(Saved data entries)
-------

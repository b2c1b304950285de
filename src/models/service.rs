//! Streaming service descriptors
//!
//! A [`ServiceDescriptor`] is the static description of one upstream
//! aggregator: where it lives, how long each extraction stage may take and
//! which extraction strategy applies to it.

use serde::{Deserialize, Serialize};
use std::collections::HashMap;
use std::time::Duration;

use crate::config::defaults::*;
use crate::config::duration_serde;

#[derive(Debug, Clone, Serialize, Deserialize)]
pub struct ServiceDescriptor {
    pub name: String,
    /// Lower values are tried first
    pub priority: u32,
    #[serde(default = "default_enabled")]
    pub enabled: bool,
    pub base_url: String,
    #[serde(default)]
    pub timeouts: StageTimeouts,
    pub strategy: StrategyConfig,
}

fn default_enabled() -> bool {
    true
}

/// Per-stage time budgets for one service
#[derive(Debug, Clone, PartialEq, Eq, Serialize, Deserialize)]
pub struct StageTimeouts {
    #[serde(default = "default_page_timeout", with = "duration_serde::duration")]
    pub page: Duration,
    #[serde(default = "default_embed_timeout", with = "duration_serde::duration")]
    pub embed: Duration,
    #[serde(default = "default_browser_wait", with = "duration_serde::duration")]
    pub browser_wait: Duration,
    /// Budget for fetching the resolved playlist itself
    #[serde(default = "default_service_segment_timeout", with = "duration_serde::duration")]
    pub segment: Duration,
    /// Budget for one whole attempt against this service
    #[serde(default = "default_service_total_timeout", with = "duration_serde::duration")]
    pub total: Duration,
}

fn default_page_timeout() -> Duration {
    DEFAULT_PAGE_TIMEOUT
}

fn default_embed_timeout() -> Duration {
    DEFAULT_EMBED_TIMEOUT
}

fn default_browser_wait() -> Duration {
    DEFAULT_BROWSER_WAIT_TIMEOUT
}

fn default_service_segment_timeout() -> Duration {
    DEFAULT_SERVICE_SEGMENT_TIMEOUT
}

fn default_service_total_timeout() -> Duration {
    DEFAULT_SERVICE_TOTAL_TIMEOUT
}

impl Default for StageTimeouts {
    fn default() -> Self {
        Self {
            page: default_page_timeout(),
            embed: default_embed_timeout(),
            browser_wait: default_browser_wait(),
            segment: default_service_segment_timeout(),
            total: default_service_total_timeout(),
        }
    }
}

/// The closed set of extraction strategies a service may use
#[derive(Debug, Clone, Serialize, Deserialize)]
#[serde(tag = "kind", rename_all = "snake_case")]
pub enum StrategyConfig {
    EmbedScrape(EmbedScrapeConfig),
    LegacyAuthChain(LegacyAuthConfig),
}

impl StrategyConfig {
    pub fn kind(&self) -> &'static str {
        match self {
            StrategyConfig::EmbedScrape(_) => "embed_scrape",
            StrategyConfig::LegacyAuthChain(_) => "legacy_auth_chain",
        }
    }
}

#[derive(Debug, Clone, Copy, Default, PartialEq, Eq, Serialize, Deserialize, strum::Display)]
#[serde(rename_all = "UPPERCASE")]
#[strum(serialize_all = "UPPERCASE")]
pub enum HttpMethod {
    #[default]
    Get,
    Post,
}

/// Page → embed → stream scrape, with an optional browser fallback
#[derive(Debug, Clone, Serialize, Deserialize)]
pub struct EmbedScrapeConfig {
    /// Channel page URL; `{base}` and `{id}` are substituted
    #[serde(default = "default_page_template")]
    pub page_template: String,
    /// Alternate page URL for ids at least `long_id_min_len` characters long
    #[serde(default, skip_serializing_if = "Option::is_none")]
    pub long_id_template: Option<String>,
    #[serde(default = "default_long_id_min_len")]
    pub long_id_min_len: usize,
    #[serde(default)]
    pub page_method: HttpMethod,
    /// Pattern locating the embed URL in the channel page. When the pattern
    /// has a capture group, group 1 is the URL.
    #[serde(default = "default_embed_pattern")]
    pub embed_pattern: String,
    /// Direct stream URL patterns, tried in order
    #[serde(default = "default_stream_patterns")]
    pub stream_patterns: Vec<String>,
    #[serde(default = "default_excluded_hosts")]
    pub excluded_hosts: Vec<String>,
    /// JavaScript variables that may hold the stream URL
    #[serde(default = "default_js_variables")]
    pub js_variables: Vec<String>,
    #[serde(default = "default_browser_ready_condition")]
    pub browser_ready_condition: String,
    /// Expression evaluated in the embed page; must yield the stream URL
    #[serde(default = "default_browser_probe_script")]
    pub browser_probe_script: String,
    /// Origin header sent alongside the Referer
    #[serde(default, skip_serializing_if = "Option::is_none")]
    pub origin: Option<String>,
}

fn default_page_template() -> String {
    DEFAULT_PAGE_TEMPLATE.to_string()
}

fn default_long_id_min_len() -> usize {
    DEFAULT_LONG_ID_MIN_LEN
}

fn default_embed_pattern() -> String {
    DEFAULT_EMBED_PATTERN.to_string()
}

fn default_stream_patterns() -> Vec<String> {
    DEFAULT_STREAM_PATTERNS.iter().map(|p| p.to_string()).collect()
}

fn default_excluded_hosts() -> Vec<String> {
    DEFAULT_EXCLUDED_HOSTS.iter().map(|h| h.to_string()).collect()
}

fn default_js_variables() -> Vec<String> {
    DEFAULT_JS_VARIABLES.iter().map(|v| v.to_string()).collect()
}

fn default_browser_ready_condition() -> String {
    DEFAULT_BROWSER_READY_CONDITION.to_string()
}

fn default_browser_probe_script() -> String {
    DEFAULT_BROWSER_PROBE_SCRIPT.to_string()
}

impl Default for EmbedScrapeConfig {
    fn default() -> Self {
        Self {
            page_template: default_page_template(),
            long_id_template: None,
            long_id_min_len: default_long_id_min_len(),
            page_method: HttpMethod::Get,
            embed_pattern: default_embed_pattern(),
            stream_patterns: default_stream_patterns(),
            excluded_hosts: default_excluded_hosts(),
            js_variables: default_js_variables(),
            browser_ready_condition: default_browser_ready_condition(),
            browser_probe_script: default_browser_probe_script(),
            origin: None,
        }
    }
}

/// Signed multi-request authentication chain used by older deployments
#[derive(Debug, Clone, Serialize, Deserialize)]
pub struct LegacyAuthConfig {
    #[serde(default = "default_iframe_template")]
    pub iframe_template: String,
    #[serde(default = "default_server_lookup_path")]
    pub server_lookup_path: String,
    /// Final stream URL; `{server_key}` and `{channel_key}` are substituted
    pub stream_template: String,
    /// Per-server-key replacements for `stream_template`
    #[serde(default)]
    pub server_overrides: HashMap<String, String>,
}

fn default_iframe_template() -> String {
    DEFAULT_IFRAME_TEMPLATE.to_string()
}

fn default_server_lookup_path() -> String {
    DEFAULT_SERVER_LOOKUP_PATH.to_string()
}

impl ServiceDescriptor {
    /// Template service written into a fresh config file
    pub fn example() -> Self {
        Self {
            name: "primary".to_string(),
            priority: 1,
            enabled: true,
            base_url: "https://streams.example.com".to_string(),
            timeouts: StageTimeouts::default(),
            strategy: StrategyConfig::EmbedScrape(EmbedScrapeConfig::default()),
        }
    }

    /// Base URL without a trailing slash
    pub fn base(&self) -> &str {
        self.base_url.trim_end_matches('/')
    }
}

/// Substitute `{name}` placeholders in a URL template
pub fn fill_template(template: &str, values: &[(&str, &str)]) -> String {
    values
        .iter()
        .fold(template.to_string(), |acc, (name, value)| {
            acc.replace(&format!("{{{name}}}"), value)
        })
}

-------

- **REQUIRED WORK**
Repeat the records exactly, leaving out none of them.

- **TASK OUTPUT**
repository b2c1b304950285de
filename src/models/service.rs
//! Streaming service descriptors
//!
//! A [`ServiceDescriptor`] is the static description of one upstream
//! aggregator: where it lives, how long each extraction stage may take and
//! which extraction strategy applies to it.

use serde::{Deserialize, Serialize};
use std::collections::HashMap;
use std::time::Duration;

use crate::config::defaults::*;
use crate::config::duration_serde;

#[derive(Debug, Clone, Serialize, Deserialize)]
pub struct ServiceDescriptor {
    pub name: String,
    /// Lower values are tried first
    pub priority: u32,
    #[serde(default = "default_enabled")]
    pub enabled: bool,
    pub base_url: String,
    #[serde(default)]
    pub timeouts: StageTimeouts,
    pub strategy: StrategyConfig,
}

fn default_enabled() -> bool {
    true
}

/// Per-stage time budgets for one service
#[derive(Debug, Clone, PartialEq, Eq, Serialize, Deserialize)]
pub struct StageTimeouts {
    #[serde(default = "default_page_timeout", with = "duration_serde::duration")]
    pub page: Duration,
    #[serde(default = "default_embed_timeout", with = "duration_serde::duration")]
    pub embed: Duration,
    #[serde(default = "default_browser_wait", with = "duration_serde::duration")]
    pub browser_wait: Duration,
    /// Budget for fetching the resolved playlist itself
    #[serde(default = "default_service_segment_timeout", with = "duration_serde::duration")]
    pub segment: Duration,
    /// Budget for one whole attempt against this service
    #[serde(default = "default_service_total_timeout", with = "duration_serde::duration")]
    pub total: Duration,
}

fn default_page_timeout() -> Duration {
    DEFAULT_PAGE_TIMEOUT
}

fn default_embed_timeout() -> Duration {
    DEFAULT_EMBED_TIMEOUT
}

fn default_browser_wait() -> Duration {
    DEFAULT_BROWSER_WAIT_TIMEOUT
}

fn default_service_segment_timeout() -> Duration {
    DEFAULT_SERVICE_SEGMENT_TIMEOUT
}

fn default_service_total_timeout() -> Duration {
    DEFAULT_SERVICE_TOTAL_TIMEOUT
}

impl Default for StageTimeouts {
    fn default() -> Self {
        Self {
            page: default_page_timeout(),
            embed: default_embed_timeout(),
            browser_wait: default_browser_wait(),
            segment: default_service_segment_timeout(),
            total: default_service_total_timeout(),
        }
    }
}

/// The closed set of extraction strategies a service may use
#[derive(Debug, Clone, Serialize, Deserialize)]
#[serde(tag = "kind", rename_all = "snake_case")]
pub enum StrategyConfig {
    EmbedScrape(EmbedScrapeConfig),
    LegacyAuthChain(LegacyAuthConfig),
}

impl StrategyConfig {
    pub fn kind(&self) -> &'static str {
        match self {
            StrategyConfig::EmbedScrape(_) => "embed_scrape",
            StrategyConfig::LegacyAuthChain(_) => "legacy_auth_chain",
        }
    }
}

#[derive(Debug, Clone, Copy, Default, PartialEq, Eq, Serialize, Deserialize, strum::Display)]
#[serde(rename_all = "UPPERCASE")]
#[strum(serialize_all = "UPPERCASE")]
pub enum HttpMethod {
    #[default]
    Get,
    Post,
}

/// Page → embed → stream scrape, with an optional browser fallback
#[derive(Debug, Clone, Serialize, Deserialize)]
pub struct EmbedScrapeConfig {
    /// Channel page URL; `{base}` and `{id}` are substituted
    #[serde(default = "default_page_template")]
    pub page_template: String,
    /// Alternate page URL for ids at least `long_id_min_len` characters long
    #[serde(default, skip_serializing_if = "Option::is_none")]
    pub long_id_template: Option<String>,
    #[serde(default = "default_long_id_min_len")]
    pub long_id_min_len: usize,
    #[serde(default)]
    pub page_method: HttpMethod,
    /// Pattern locating the embed URL in the channel page. When the pattern
    /// has a capture group, group 1 is the URL.
    #[serde(default = "default_embed_pattern")]
    pub embed_pattern: String,
    /// Direct stream URL patterns, tried in order
    #[serde(default = "default_stream_patterns")]
    pub stream_patterns: Vec<String>,
    #[serde(default = "default_excluded_hosts")]
    pub excluded_hosts: Vec<String>,
    /// JavaScript variables that may hold the stream URL
    #[serde(default = "default_js_variables")]
    pub js_variables: Vec<String>,
    #[serde(default = "default_browser_ready_condition")]
    pub browser_ready_condition: String,
    /// Expression evaluated in the embed page; must yield the stream URL
    #[serde(default = "default_browser_probe_script")]
    pub browser_probe_script: String,
    /// Origin header sent alongside the Referer
    #[serde(default, skip_serializing_if = "Option::is_none")]
    pub origin: Option<String>,
}

fn default_page_template() -> String {
    DEFAULT_PAGE_TEMPLATE.to_string()
}

fn default_long_id_min_len() -> usize {
    DEFAULT_LONG_ID_MIN_LEN
}

fn default_embed_pattern() -> String {
    DEFAULT_EMBED_PATTERN.to_string()
}

fn default_stream_patterns() -> Vec<String> {
    DEFAULT_STREAM_PATTERNS.iter().map(|p| p.to_string()).collect()
}

fn default_excluded_hosts() -> Vec<String> {
    DEFAULT_EXCLUDED_HOSTS.iter().map(|h| h.to_string()).collect()
}

fn default_js_variables() -> Vec<String> {
    DEFAULT_JS_VARIABLES.iter().map(|v| v.to_string()).collect()
}

fn default_browser_ready_condition() -> String {
    DEFAULT_BROWSER_READY_CONDITION.to_string()
}

fn default_browser_probe_script() -> String {
    DEFAULT_BROWSER_PROBE_SCRIPT.to_string()
}

impl Default for EmbedScrapeConfig {
    fn default() -> Self {
        Self {
            page_template: default_page_template(),
            long_id_template: None,
            long_id_min_len: default_long_id_min_len(),
            page_method: HttpMethod::Get,
            embed_pattern: default_embed_pattern(),
            stream_patterns: default_stream_patterns(),
            excluded_hosts: default_excluded_hosts(),
            js_variables: default_js_variables(),
            browser_ready_condition: default_browser_ready_condition(),
            browser_probe_script: default_browser_probe_script(),
            origin: None,
        }
    }
}

/// Signed multi-request authentication chain used by older deployments
#[derive(Debug, Clone, Serialize, Deserialize)]
pub struct LegacyAuthConfig {
    #[serde(default = "default_iframe_template")]
    pub iframe_template: String,
    #[serde(default = "default_server_lookup_path")]
    pub server_lookup_path: String,
    /// Final stream URL; `{server_key}` and `{channel_key}` are substituted
    pub stream_template: String,
    /// Per-server-key replacements for `stream_template`
    #[serde(default)]
    pub server_overrides: HashMap<String, String>,
}

fn default_iframe_template() -> String {
    DEFAULT_IFRAME_TEMPLATE.to_string()
}

fn default_server_lookup_path() -> String {
    DEFAULT_SERVER_LOOKUP_PATH.to_string()
}

impl ServiceDescriptor {
    /// Template service written into a fresh config file
    pub fn example() -> Self {
        Self {
            name: "primary".to_string(),
            priority: 1,
            enabled: true,
            base_url: "https://streams.example.com".to_string(),
            timeouts: StageTimeouts::default(),
            strategy: StrategyConfig::EmbedScrape(EmbedScrapeConfig::default()),
        }
    }

    /// Base URL without a trailing slash
    pub fn base(&self) -> &str {
        self.base_url.trim_end_matches('/')
    }
}

/// Substitute `{name}` placeholders in a URL template
pub fn fill_template(template: &str, values: &[(&str, &str)]) -> String {
    values
        .iter()
        .fold(template.to_string(), |acc, (name, value)| {
            acc.replace(&format!("{{{name}}}"), value)
        })
}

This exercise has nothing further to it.